Task goal:
Using the data beneath this instruction, retype only the lines from the one that contains "from the 3' end" down to the one that contains "req.adapters = Some(adapters.as_ref().to_path_buf());", both included, exactly as they appear.

Task input:
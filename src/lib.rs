//! Streaming FASTQ transforms: adapter stripping, 3' quality trimming and
//! mean-quality filtering, run on a background worker that reports progress
//! over a per-run channel.

pub mod catalog;
pub mod config;
pub mod engine;
pub mod error;
pub mod fastq;
pub mod filter;
pub mod report;
pub mod threading;

pub use config::{Job, PreparedRun, RunRequest};
pub use error::{Error, Result, ValidationError};
pub use filter::{PatternMode, SentinelPolicy, Transform, TransformKind};
pub use threading::{spawn_run, Message, RunHandle};
use std::fs::File;
use std::path::{Path, PathBuf};

use clap::{ArgAction, Args, Parser, Subcommand};
use serde::{Deserialize, Serialize};
use tracing::debug;

use crate::catalog;
use crate::error::{Result, ValidationError};
use crate::filter::{
    AdapterStrip, PatternMode, QualityFilter, QualityTrim, SentinelPolicy, Transform, TransformKind,
};

#[derive(Parser, Debug, Clone, Serialize, Deserialize)]
#[command(name = "seqtrim", version, about = "Streaming FASTQ adapter stripping, quality trimming and filtering")]
pub struct Cli {
    #[command(subcommand)]
    pub command: Cmd,

    // Reporting
    #[arg(short='j', long="json", global=true)]
    pub json: Option<PathBuf>,
    #[arg(long="html", global=true)]
    pub html: Option<PathBuf>,
    #[arg(short='R', long="report_title", default_value="seqtrim report", global=true)]
    pub report_title: String,

    // Output
    #[arg(short='z', long="compression", default_value_t=4, global=true)]
    pub compression: u32,

    // Consumer loop
    #[arg(long="poll_interval_ms", default_value_t=100, global=true)]
    pub poll_interval_ms: u64,
    #[arg(long="quiet", action=ArgAction::SetTrue, global=true)]
    pub quiet: bool,
    #[arg(short='v', long="verbose", action=ArgAction::SetTrue, global=true)]
    pub verbose: bool,
}

#[derive(Args, Debug, Clone, Serialize, Deserialize)]
pub struct IoArgs {
    /// Input FASTQ file (.gz accepted)
    #[arg(short='i', long="in")]
    pub input: PathBuf,
    /// Output FASTQ file or existing directory
    #[arg(short='o', long="out")]
    pub output: PathBuf,
}

#[derive(Subcommand, Debug, Clone, Serialize, Deserialize)]
pub enum Cmd {
    /// Remove adapter sequences listed in a FASTA/FASTQ file
    AdapterStrip {
        #[command(flatten)]
        io: IoArgs,
        #[arg(short='a', long="adapters")]
        adapters: PathBuf,
        #[arg(long="pattern_mode", value_enum, default_value_t=PatternMode::Regex)]
        pattern_mode: PatternMode,
    },
    /// Trim low-quality bases from the 3' end
    QualityTrim {
        #[command(flatten)]
        io: IoArgs,
        #[arg(short='q', long="threshold", allow_hyphen_values=true)]
        threshold: String,
    },
    /// Drop records whose mean quality is below the threshold
    QualityFilter {
        #[command(flatten)]
        io: IoArgs,
        #[arg(short='q', long="threshold", allow_hyphen_values=true)]
        threshold: String,
        #[arg(long="sentinel", value_enum, default_value_t=SentinelPolicy::Ignore)]
        sentinel: SentinelPolicy,
    },
}

impl Cli {
    pub fn request(&self) -> RunRequest {
        let req = match &self.command {
            Cmd::AdapterStrip { io, adapters, pattern_mode } => {
                RunRequest::adapter_strip(&io.input, &io.output, adapters).pattern_mode(*pattern_mode)
            }
            Cmd::QualityTrim { io, threshold } => {
                RunRequest::quality_trim(&io.input, &io.output, threshold.as_str())
            }
            Cmd::QualityFilter { io, threshold, sentinel } => {
                RunRequest::quality_filter(&io.input, &io.output, threshold.as_str()).sentinel(*sentinel)
            }
        };
        req.compression(self.compression)
    }
}

/// A transform invocation as submitted by a caller, before validation.
#[derive(Debug, Clone, Serialize, Deserialize)]
pub struct RunRequest {
    pub kind: TransformKind,
    pub input: PathBuf,
    pub output: PathBuf,
    pub threshold: Option<String>,
    pub adapters: Option<PathBuf>,
    pub pattern_mode: PatternMode,
    pub sentinel: SentinelPolicy,
    pub compression: u32,
}

impl RunRequest {
    fn new(kind: TransformKind, input: &Path, output: &Path) -> Self {
        Self {
            kind,
            input: input.to_path_buf(),
            output: output.to_path_buf(),
            threshold: None,
            adapters: None,
            pattern_mode: PatternMode::default(),
            sentinel: SentinelPolicy::default(),
            compression: 4,
        }
    }

    pub fn adapter_strip(input: impl AsRef<Path>, output: impl AsRef<Path>, adapters: impl AsRef<Path>) -> Self {
        let mut req = Self::new(TransformKind::AdapterStrip, input.as_ref(), output.as_ref());
        req.adapters = Some(adapters.as_ref().to_path_buf());
        req
    }

    pub fn quality_trim(input: impl AsRef<Path>, output: impl AsRef<Path>, threshold: impl Into<String>) -> Self {
        let mut req = Self::new(TransformKind::QualityTrim, input.as_ref(), output.as_ref());
        req.threshold = Some(threshold.into());
        req
    }

    pub fn quality_filter(input: impl AsRef<Path>, output: impl AsRef<Path>, threshold: impl Into<String>) -> Self {
        let mut req = Self::new(TransformKind::QualityFilter, input.as_ref(), output.as_ref());
        req.threshold = Some(threshold.into());
        req
    }

    pub fn pattern_mode(mut self, mode: PatternMode) -> Self {
        self.pattern_mode = mode;
        self
    }

    pub fn sentinel(mut self, policy: SentinelPolicy) -> Self {
        self.sentinel = policy;
        self
    }

    pub fn compression(mut self, level: u32) -> Self {
        self.compression = level;
        self
    }

    /// Validates the request and builds its transform. Nothing is written to
    /// disk here, so a rejected request leaves no trace.
    pub fn prepare(self) -> Result<PreparedRun> {
        check_readable("sequence", &self.input)?;

        let threshold = match (self.kind, &self.threshold) {
            (TransformKind::AdapterStrip, _) => None,
            (_, Some(raw)) => Some(parse_threshold(raw)?),
            (_, None) => return Err(ValidationError::InvalidThreshold(String::new()).into()),
        };

        let transform: Box<dyn Transform> = match self.kind {
            TransformKind::AdapterStrip => {
                let path = self.adapters.as_deref().unwrap_or_else(|| Path::new(""));
                let adapters = catalog::load(path)?;
                Box::new(AdapterStrip::new(&adapters, self.pattern_mode)?)
            }
            TransformKind::QualityTrim => Box::new(QualityTrim::new(threshold.unwrap_or_default())),
            TransformKind::QualityFilter => Box::new(QualityFilter::with_sentinel(
                threshold.unwrap_or_default(),
                self.sentinel,
            )),
        };

        let output = resolve_output(&self.output, &self.input, self.kind.output_prefix())?;
        debug!(output = %output.display(), "resolved output path");

        let job = Job {
            kind: self.kind,
            input: self.input,
            output,
            threshold,
            adapters: self.adapters,
            compression: self.compression,
        };
        Ok(PreparedRun { job, transform })
    }
}

/// A validated run: resolved paths plus the parsed threshold.
#[derive(Debug, Clone, Serialize, Deserialize)]
pub struct Job {
    pub kind: TransformKind,
    pub input: PathBuf,
    pub output: PathBuf,
    pub threshold: Option<i32>,
    pub adapters: Option<PathBuf>,
    pub compression: u32,
}

/// Everything a worker needs to execute one run.
pub struct PreparedRun {
    pub job: Job,
    pub transform: Box<dyn Transform>,
}

pub fn parse_threshold(raw: &str) -> std::result::Result<i32, ValidationError> {
    raw.trim()
        .parse::<i32>()
        .map_err(|_| ValidationError::InvalidThreshold(raw.to_string()))
}

fn check_readable(what: &'static str, path: &Path) -> std::result::Result<(), ValidationError> {
    if !path.exists() {
        return Err(ValidationError::MissingFile { what, path: path.to_path_buf() });
    }
    let unreadable = |source| ValidationError::UnreadableFile {
        what,
        path: path.to_path_buf(),
        source,
    };
    if path.is_dir() {
        return Err(unreadable(std::io::Error::new(
            std::io::ErrorKind::Other,
            "is a directory",
        )));
    }
    File::open(path).map_err(unreadable)?;
    Ok(())
}

fn has_fastq_extension(path: &Path) -> bool {
    let name = path
        .file_name()
        .and_then(|n| n.to_str())
        .unwrap_or("")
        .to_ascii_lowercase();
    let name = name.strip_suffix(".gz").unwrap_or(&name);
    name.ends_with(".fastq") || name.ends_with(".fq")
}

/// Works out where a run writes to.
///
/// An existing directory gets `<prefix>_<input stem>.fastq` inside it; a
/// file name without a FASTQ extension gets `.fastq` appended. The parent
/// directory has to exist already.
pub fn resolve_output(output: &Path, input: &Path, prefix: &str) -> std::result::Result<PathBuf, ValidationError> {
    if output.is_dir() {
        let stem = input
            .file_name()
            .and_then(|n| n.to_str())
            .map(|n| n.trim_end_matches(".gz"))
            .map(|n| n.rsplit_once('.').map_or(n, |(stem, _)| stem))
            .unwrap_or("reads");
        return Ok(output.join(format!("{prefix}_{stem}.fastq")));
    }

    let parent = match output.parent() {
        Some(p) if !p.as_os_str().is_empty() => p,
        _ => Path::new("."),
    };
    if !parent.is_dir() {
        return Err(ValidationError::MissingOutputDir(parent.to_path_buf()));
    }

    if has_fastq_extension(output) {
        Ok(output.to_path_buf())
    } else {
        let mut name = output.as_os_str().to_os_string();
        name.push(".fastq");
        Ok(PathBuf::from(name))
    }
}

#[cfg(test)]
mod tests {
    use super::*;
    use crate::error::Error;
    use std::io::Write;

    #[test]
    fn threshold_must_be_an_integer() {
        assert_eq!(parse_threshold("20").unwrap(), 20);
        assert_eq!(parse_threshold(" 7 ").unwrap(), 7);
        assert_eq!(parse_threshold("-3").unwrap(), -3);
        assert!(matches!(parse_threshold("20.5"), Err(ValidationError::InvalidThreshold(_))));
        assert!(matches!(parse_threshold(""), Err(ValidationError::InvalidThreshold(_))));
    }

    #[test]
    fn output_in_directory_is_named_after_input() {
        let dir = tempfile::tempdir().unwrap();
        let out = resolve_output(dir.path(), Path::new("/data/sample1.fq.gz"), "quality_trimmed").unwrap();
        assert_eq!(out, dir.path().join("quality_trimmed_sample1.fastq"));
    }

    #[test]
    fn output_without_fastq_extension_gets_one() {
        let dir = tempfile::tempdir().unwrap();
        let out = resolve_output(&dir.path().join("result"), Path::new("in.fq"), "x").unwrap();
        assert_eq!(out, dir.path().join("result.fastq"));

        let out = resolve_output(&dir.path().join("result.FQ"), Path::new("in.fq"), "x").unwrap();
        assert_eq!(out, dir.path().join("result.FQ"));

        let out = resolve_output(&dir.path().join("result.fastq.gz"), Path::new("in.fq"), "x").unwrap();
        assert_eq!(out, dir.path().join("result.fastq.gz"));
    }

    #[test]
    fn missing_output_directory_is_rejected() {
        let dir = tempfile::tempdir().unwrap();
        let out = dir.path().join("missing").join("out.fastq");
        assert!(matches!(
            resolve_output(&out, Path::new("in.fq"), "x"),
            Err(ValidationError::MissingOutputDir(_))
        ));
    }

    #[test]
    fn prepare_rejects_bad_threshold_without_touching_output() {
        let dir = tempfile::tempdir().unwrap();
        let input = dir.path().join("in.fastq");
        File::create(&input).unwrap().write_all(b"@r\nA\n+\nI\n").unwrap();
        let output = dir.path().join("out.fastq");

        let err = RunRequest::quality_trim(&input, &output, "high").prepare().err().unwrap();
        assert!(matches!(err, Error::Validation(ValidationError::InvalidThreshold(_))));
        assert!(!output.exists());
    }

    #[test]
    fn prepare_reports_missing_input() {
        let dir = tempfile::tempdir().unwrap();
        let err = RunRequest::quality_filter(dir.path().join("nope.fq"), dir.path().join("o.fq"), "20")
            .prepare()
            .err()
            .unwrap();
        assert!(matches!(err, Error::Validation(ValidationError::MissingFile { what: "sequence", .. })));
    }

    #[test]
    fn cli_builds_requests() {
        let cli = Cli::parse_from([
            "seqtrim", "quality-filter", "-i", "in.fq", "-o", "out.fq", "-q", "25", "--sentinel", "count-only",
        ]);
        let req = cli.request();
        assert_eq!(req.kind, TransformKind::QualityFilter);
        assert_eq!(req.threshold.as_deref(), Some("25"));
        assert_eq!(req.sentinel, SentinelPolicy::CountOnly);

        let cli = Cli::parse_from([
            "seqtrim", "adapter-strip", "-i", "in.fq", "-o", "out.fq", "-a", "ad.fa", "--pattern_mode", "literal", "-z", "6",
        ]);
        let req = cli.request();
        assert_eq!(req.pattern_mode, PatternMode::Literal);
        assert_eq!(req.adapters.as_deref(), Some(Path::new("ad.fa")));
        assert_eq!(req.compression, 6);
    }
}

Answer to the exercise:
    /// Trim low-quality bases from the 3' end
    QualityTrim {
        #[command(flatten)]
        io: IoArgs,
        #[arg(short='q', long="threshold", allow_hyphen_values=true)]
        threshold: String,
    },
    /// Drop records whose mean quality is below the threshold
    QualityFilter {
        #[command(flatten)]
        io: IoArgs,
        #[arg(short='q', long="threshold", allow_hyphen_values=true)]
        threshold: String,
        #[arg(long="sentinel", value_enum, default_value_t=SentinelPolicy::Ignore)]
        sentinel: SentinelPolicy,
    },
}

impl Cli {
    pub fn request(&self) -> RunRequest {
        let req = match &self.command {
            Cmd::AdapterStrip { io, adapters, pattern_mode } => {
                RunRequest::adapter_strip(&io.input, &io.output, adapters).pattern_mode(*pattern_mode)
            }
            Cmd::QualityTrim { io, threshold } => {
                RunRequest::quality_trim(&io.input, &io.output, threshold.as_str())
            }
            Cmd::QualityFilter { io, threshold, sentinel } => {
                RunRequest::quality_filter(&io.input, &io.output, threshold.as_str()).sentinel(*sentinel)
            }
        };
        req.compression(self.compression)
    }
}

/// A transform invocation as submitted by a caller, before validation.
#[derive(Debug, Clone, Serialize, Deserialize)]
pub struct RunRequest {
    pub kind: TransformKind,
    pub input: PathBuf,
    pub output: PathBuf,
    pub threshold: Option<String>,
    pub adapters: Option<PathBuf>,
    pub pattern_mode: PatternMode,
    pub sentinel: SentinelPolicy,
    pub compression: u32,
}

impl RunRequest {
    fn new(kind: TransformKind, input: &Path, output: &Path) -> Self {
        Self {
            kind,
            input: input.to_path_buf(),
            output: output.to_path_buf(),
            threshold: None,
            adapters: None,
            pattern_mode: PatternMode::default(),
            sentinel: SentinelPolicy::default(),
            compression: 4,
        }
    }

    pub fn adapter_strip(input: impl AsRef<Path>, output: impl AsRef<Path>, adapters: impl AsRef<Path>) -> Self {
        let mut req = Self::new(TransformKind::AdapterStrip, input.as_ref(), output.as_ref());
        req.adapters = Some(adapters.as_ref().to_path_buf());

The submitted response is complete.